WHAT TO PRODUCE: Copy exactly, please, each line of the data below until the line that contains "pub fn new(dir: impl" has been copied, beginning at the top.

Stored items
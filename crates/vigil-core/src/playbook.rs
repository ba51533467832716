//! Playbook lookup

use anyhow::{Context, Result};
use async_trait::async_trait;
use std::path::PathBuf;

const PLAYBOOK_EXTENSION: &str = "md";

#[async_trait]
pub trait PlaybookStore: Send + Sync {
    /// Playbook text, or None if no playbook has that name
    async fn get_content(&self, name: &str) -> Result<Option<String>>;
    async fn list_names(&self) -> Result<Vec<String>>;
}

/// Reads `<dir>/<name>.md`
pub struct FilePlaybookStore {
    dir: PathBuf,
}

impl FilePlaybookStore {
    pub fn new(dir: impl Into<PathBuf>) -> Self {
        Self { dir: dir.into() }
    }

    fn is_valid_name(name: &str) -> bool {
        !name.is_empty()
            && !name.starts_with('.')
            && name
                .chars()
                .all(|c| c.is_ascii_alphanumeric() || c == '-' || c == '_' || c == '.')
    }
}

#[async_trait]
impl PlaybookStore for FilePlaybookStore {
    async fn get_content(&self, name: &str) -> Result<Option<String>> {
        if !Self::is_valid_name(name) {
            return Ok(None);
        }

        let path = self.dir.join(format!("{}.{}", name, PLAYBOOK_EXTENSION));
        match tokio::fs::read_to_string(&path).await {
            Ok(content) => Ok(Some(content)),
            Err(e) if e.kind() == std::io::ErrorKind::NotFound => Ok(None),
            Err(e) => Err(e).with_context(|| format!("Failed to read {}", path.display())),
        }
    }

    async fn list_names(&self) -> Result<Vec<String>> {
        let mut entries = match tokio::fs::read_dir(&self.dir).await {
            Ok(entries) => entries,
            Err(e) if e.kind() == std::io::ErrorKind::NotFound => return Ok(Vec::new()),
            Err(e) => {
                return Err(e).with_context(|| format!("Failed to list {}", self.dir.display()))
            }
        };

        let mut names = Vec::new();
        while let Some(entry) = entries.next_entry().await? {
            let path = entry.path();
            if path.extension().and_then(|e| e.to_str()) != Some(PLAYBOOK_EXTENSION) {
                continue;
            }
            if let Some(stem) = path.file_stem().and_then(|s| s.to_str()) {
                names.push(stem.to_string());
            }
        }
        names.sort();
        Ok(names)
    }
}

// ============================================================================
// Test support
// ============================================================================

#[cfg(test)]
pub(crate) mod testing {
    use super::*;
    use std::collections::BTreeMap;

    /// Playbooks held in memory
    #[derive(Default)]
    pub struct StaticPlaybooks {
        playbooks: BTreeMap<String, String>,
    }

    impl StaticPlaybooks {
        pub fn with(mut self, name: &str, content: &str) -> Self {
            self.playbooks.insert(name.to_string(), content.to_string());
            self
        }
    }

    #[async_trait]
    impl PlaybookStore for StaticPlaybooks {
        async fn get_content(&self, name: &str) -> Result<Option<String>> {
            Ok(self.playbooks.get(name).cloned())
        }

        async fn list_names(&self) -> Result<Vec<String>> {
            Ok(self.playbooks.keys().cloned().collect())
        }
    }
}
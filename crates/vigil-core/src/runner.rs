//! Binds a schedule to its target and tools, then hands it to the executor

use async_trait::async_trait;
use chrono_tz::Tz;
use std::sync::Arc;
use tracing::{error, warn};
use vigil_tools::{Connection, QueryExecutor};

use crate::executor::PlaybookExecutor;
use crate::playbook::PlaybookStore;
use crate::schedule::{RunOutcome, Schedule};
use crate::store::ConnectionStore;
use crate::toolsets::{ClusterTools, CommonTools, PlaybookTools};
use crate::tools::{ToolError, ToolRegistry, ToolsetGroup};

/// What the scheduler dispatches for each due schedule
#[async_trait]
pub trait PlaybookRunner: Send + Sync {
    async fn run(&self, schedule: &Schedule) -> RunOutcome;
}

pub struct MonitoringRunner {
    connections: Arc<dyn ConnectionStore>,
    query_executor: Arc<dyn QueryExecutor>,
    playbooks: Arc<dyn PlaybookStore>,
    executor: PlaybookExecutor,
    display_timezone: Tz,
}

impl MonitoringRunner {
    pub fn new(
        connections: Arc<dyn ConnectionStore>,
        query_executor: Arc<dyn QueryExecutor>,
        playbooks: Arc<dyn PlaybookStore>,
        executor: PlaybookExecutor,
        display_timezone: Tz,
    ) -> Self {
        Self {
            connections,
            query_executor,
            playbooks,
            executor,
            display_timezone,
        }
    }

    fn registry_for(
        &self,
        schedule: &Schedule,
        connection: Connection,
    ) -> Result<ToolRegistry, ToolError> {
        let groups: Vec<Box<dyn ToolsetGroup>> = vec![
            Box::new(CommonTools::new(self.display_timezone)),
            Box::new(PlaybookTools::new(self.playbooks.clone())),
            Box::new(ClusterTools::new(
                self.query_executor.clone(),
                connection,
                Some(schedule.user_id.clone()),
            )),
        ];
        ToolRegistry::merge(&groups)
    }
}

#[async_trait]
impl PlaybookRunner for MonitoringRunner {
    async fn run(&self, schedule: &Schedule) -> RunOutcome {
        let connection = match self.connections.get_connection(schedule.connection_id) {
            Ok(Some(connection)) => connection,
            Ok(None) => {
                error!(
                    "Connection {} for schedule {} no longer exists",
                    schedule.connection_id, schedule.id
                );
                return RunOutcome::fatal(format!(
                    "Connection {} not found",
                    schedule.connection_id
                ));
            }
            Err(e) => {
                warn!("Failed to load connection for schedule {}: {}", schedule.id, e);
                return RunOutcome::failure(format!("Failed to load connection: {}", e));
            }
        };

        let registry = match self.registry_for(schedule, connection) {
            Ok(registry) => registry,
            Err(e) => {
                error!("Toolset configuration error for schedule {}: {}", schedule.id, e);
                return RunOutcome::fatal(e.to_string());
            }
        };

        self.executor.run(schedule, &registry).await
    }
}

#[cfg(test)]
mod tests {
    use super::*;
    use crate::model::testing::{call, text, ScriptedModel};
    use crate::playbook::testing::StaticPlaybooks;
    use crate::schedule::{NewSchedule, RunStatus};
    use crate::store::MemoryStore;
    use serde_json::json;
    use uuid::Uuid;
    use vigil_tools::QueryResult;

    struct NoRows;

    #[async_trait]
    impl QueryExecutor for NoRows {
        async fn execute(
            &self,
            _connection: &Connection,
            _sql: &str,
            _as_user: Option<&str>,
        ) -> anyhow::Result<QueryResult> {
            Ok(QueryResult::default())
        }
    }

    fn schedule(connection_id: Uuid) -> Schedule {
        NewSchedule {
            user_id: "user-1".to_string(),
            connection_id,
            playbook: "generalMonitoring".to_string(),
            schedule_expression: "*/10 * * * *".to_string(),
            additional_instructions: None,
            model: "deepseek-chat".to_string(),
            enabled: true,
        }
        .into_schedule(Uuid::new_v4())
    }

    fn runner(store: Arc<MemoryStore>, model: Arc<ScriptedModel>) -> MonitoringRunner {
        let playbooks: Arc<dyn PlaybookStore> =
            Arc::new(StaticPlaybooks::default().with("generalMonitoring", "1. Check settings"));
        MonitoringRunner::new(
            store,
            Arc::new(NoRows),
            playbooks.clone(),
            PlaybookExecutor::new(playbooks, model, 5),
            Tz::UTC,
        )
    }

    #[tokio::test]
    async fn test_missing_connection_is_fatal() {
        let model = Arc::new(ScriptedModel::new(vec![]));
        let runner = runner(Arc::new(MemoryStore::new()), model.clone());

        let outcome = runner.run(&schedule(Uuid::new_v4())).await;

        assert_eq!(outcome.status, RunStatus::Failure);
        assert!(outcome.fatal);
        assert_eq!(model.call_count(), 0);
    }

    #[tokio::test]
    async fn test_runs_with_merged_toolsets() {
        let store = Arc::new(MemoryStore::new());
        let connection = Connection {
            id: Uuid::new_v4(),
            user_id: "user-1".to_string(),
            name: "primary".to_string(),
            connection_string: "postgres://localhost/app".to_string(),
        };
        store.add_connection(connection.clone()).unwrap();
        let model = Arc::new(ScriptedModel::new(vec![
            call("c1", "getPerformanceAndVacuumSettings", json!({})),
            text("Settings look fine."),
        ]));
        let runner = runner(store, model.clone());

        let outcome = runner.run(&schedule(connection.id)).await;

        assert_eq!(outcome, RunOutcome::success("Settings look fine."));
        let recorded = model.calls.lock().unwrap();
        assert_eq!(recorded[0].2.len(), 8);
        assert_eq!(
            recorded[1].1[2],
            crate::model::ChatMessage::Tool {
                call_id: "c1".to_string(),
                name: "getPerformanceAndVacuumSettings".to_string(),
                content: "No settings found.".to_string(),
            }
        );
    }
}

EXERCISE OUTPUT:
filename crates/vigil-core/src/playbook.rs
repository ba51533467832716
//! Playbook lookup

use anyhow::{Context, Result};
use async_trait::async_trait;
use std::path::PathBuf;

const PLAYBOOK_EXTENSION: &str = "md";

#[async_trait]
pub trait PlaybookStore: Send + Sync {
    /// Playbook text, or None if no playbook has that name
    async fn get_content(&self, name: &str) -> Result<Option<String>>;
    async fn list_names(&self) -> Result<Vec<String>>;
}

/// Reads `<dir>/<name>.md`
pub struct FilePlaybookStore {
    dir: PathBuf,
}

impl FilePlaybookStore {
    pub fn new(dir: impl Into<PathBuf>) -> Self {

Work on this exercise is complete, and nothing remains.